特需が起きても儲からないビジネスはそもそもビジネスではなくて慈善事業といった方が近い気がします。じゃあその赤字を誰が負担しているのかといえば、多額のお金を突っ込んでいる出資者、Uberで言えばSoftBankのビジョンファンドです。

日本のSoftBankの携帯利用者が支払ったお金の一部が回り回ってUberの配達員の報酬に補填されているとも言えなくもないということになります。

じゃあそもそもなんでこんな赤字前提の状況が常態化しているのかと突っ込みたくもなります。記事中にはマーケティング費用や配達員確保のための報酬にも費やしているとあります。しかし、こういった料理宅配サービスの根本的な問題は、そもそも画期的な商売ではないということです。

同じく記事中にありますが、飲食店側もわざわざ宅配サービスに多額の手数料を費やすよりも自前の配達員を抱えていた方が良いかもしれないと思い始めています。

このサービスにはそもそもイノベーションは存在していません。ただ単に中抜きしているだけです。ITを用いて中抜きがやりやすくなっただけの話であり、参入障壁はゼロに近い業界です。同じくビジョンファンドが失敗したウィーワークも同様ですが、買収や合併でシェアを独占して利益率を上げようとしても、またすぐに中小の新企業が出てきて利益を奪われることが目に見えています。

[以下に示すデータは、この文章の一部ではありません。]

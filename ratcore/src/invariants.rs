use crate::{
    dims::Cell,
    error::InvariantViolation,
    frontier::Frontier,
    grid::{CellState, Grid},
    MAX_DIMENSION,
};

/// How thorough the consistency pass is.
#[derive(Debug, Clone, Copy, PartialEq, Eq, Hash)]
pub enum CheckLevel {
    /// Dimensions and endpoints only, constant time.
    Structural,
    /// Also scans the whole grid and the whole frontier.
    Full,
}

impl Default for CheckLevel {
    fn default() -> Self {
        if cfg!(debug_assertions) {
            CheckLevel::Full
        } else {
            CheckLevel::Structural
        }
    }
}

impl CheckLevel {
    pub fn from_deep(deep: bool) -> Self {
        if deep {
            CheckLevel::Full
        } else {
            CheckLevel::Structural
        }
    }
}

/// Consistency pass run around every mutation of the search state.
#[derive(Debug, Clone, Copy, Default)]
pub struct InvariantChecker {
    level: CheckLevel,
}

impl InvariantChecker {
    pub fn new(level: CheckLevel) -> Self {
        Self { level }
    }

    pub fn level(&self) -> CheckLevel {
        self.level
    }

    pub fn check_grid(&self, grid: &Grid) -> Result<(), InvariantViolation> {
        let (rows, cols) = (grid.rows(), grid.cols());
        if rows == 0 || rows > MAX_DIMENSION || cols == 0 || cols > MAX_DIMENSION {
            return Err(InvariantViolation::Dimensions { rows, cols });
        }

        if self.level == CheckLevel::Full {
            let len = grid.cells().len();
            if len != rows * cols {
                return Err(InvariantViolation::BufferSize { len, rows, cols });
            }

            // Marking only ever removes endpoints, so more than one means corruption.
            for state in [CellState::MouseStart, CellState::Exit] {
                let count = grid.count(state);
                if count > 1 {
                    return Err(InvariantViolation::Duplicate { state, count });
                }
            }
        }

        Ok(())
    }

    pub fn check(
        &self,
        grid: &Grid,
        cursor: Cell,
        goal: Cell,
        frontier: &Frontier,
    ) -> Result<(), InvariantViolation> {
        self.check_grid(grid)?;

        if !grid.bounds_check(cursor) {
            return Err(InvariantViolation::CursorOutOfBounds(cursor));
        }
        if !grid.bounds_check(goal) {
            return Err(InvariantViolation::GoalOutOfBounds(goal));
        }

        if self.level == CheckLevel::Full {
            for &cell in frontier.iter() {
                match grid.state_at(cell) {
                    Err(_) => return Err(InvariantViolation::FrontierOutOfBounds(cell)),
                    Ok(CellState::Wall) => return Err(InvariantViolation::FrontierWall(cell)),
                    Ok(_) => {}
                }
            }
        }

        Ok(())
    }
}
use std::fmt;

use crate::{dims::Cell, error::FrontierError};

/// LIFO stack of cells still to be tried.
///
/// Nothing is deduplicated on push, the search discards stale entries when
/// it pops them.
#[derive(Debug, Clone, Default, PartialEq, Eq)]
pub struct Frontier {
    stack: Vec<Cell>,
}

impl Frontier {
    pub fn new() -> Self {
        Self::default()
    }

    pub fn with_capacity(capacity: usize) -> Self {
        Self {
            stack: Vec::with_capacity(capacity),
        }
    }

    pub fn push(&mut self, cell: Cell) {
        log::trace!("push {}", cell);
        self.stack.push(cell);
    }

    pub fn pop(&mut self) -> Result<Cell, FrontierError> {
        let cell = self.stack.pop().ok_or(FrontierError::EmptyFrontier)?;
        log::trace!("pop {}", cell);
        Ok(cell)
    }

    pub fn is_empty(&self) -> bool {
        self.stack.is_empty()
    }

    pub fn len(&self) -> usize {
        self.stack.len()
    }

    /// Iterates from the top of the stack (next to pop) down.
    pub fn iter(&self) -> impl Iterator<Item = &Cell> {
        self.stack.iter().rev()
    }

    pub fn clear(&mut self) {
        self.stack.clear();
    }
}

impl fmt::Display for Frontier {
    fn fmt(&self, f: &mut fmt::Formatter<'_>) -> fmt::Result {
        write!(f, "[")?;
        for (i, cell) in self.iter().enumerate() {
            if i > 0 {
                write!(f, " ")?;
            }
            write!(f, "{}", cell)?;
        }
        write!(f, "]")
    }
}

ITスタートアップが社会問題の解決というよりは、社会問題の解決を掲げてベンチャー企業としての成功(上場もしくは買収)を模索するためのものになっているのでしょうか。何かが当たればいいというくらい、世の中には膨大な数のスタートアップ企業が立ち上がっています。それらの企業が「社会問題解決のためのソリューション」を提供するというビジネスを行っていますが、本当に社会にとって必要なものは少ないかも知れません。

そもそも本当に問題が存在したのかという疑問すら持ってしまいます。料理宅配サービスがあれば便利と言えば便利ですが、投資家が数百億円も費やして支援しないといけないほど社会に必要とされているのでしょうか?

第一、本当に必要であればそれほどの支援がなくてもビジネスとして成立するはずですし、支援しないといけないのであればそれはビジネスではなく福祉の問題として政府や自治体の範疇でしょう。

ITベンチャーは大量にありますが、むりやりニッチな分野を見つけて必要以上に問題を大きく取り上げているような気がしてなりません。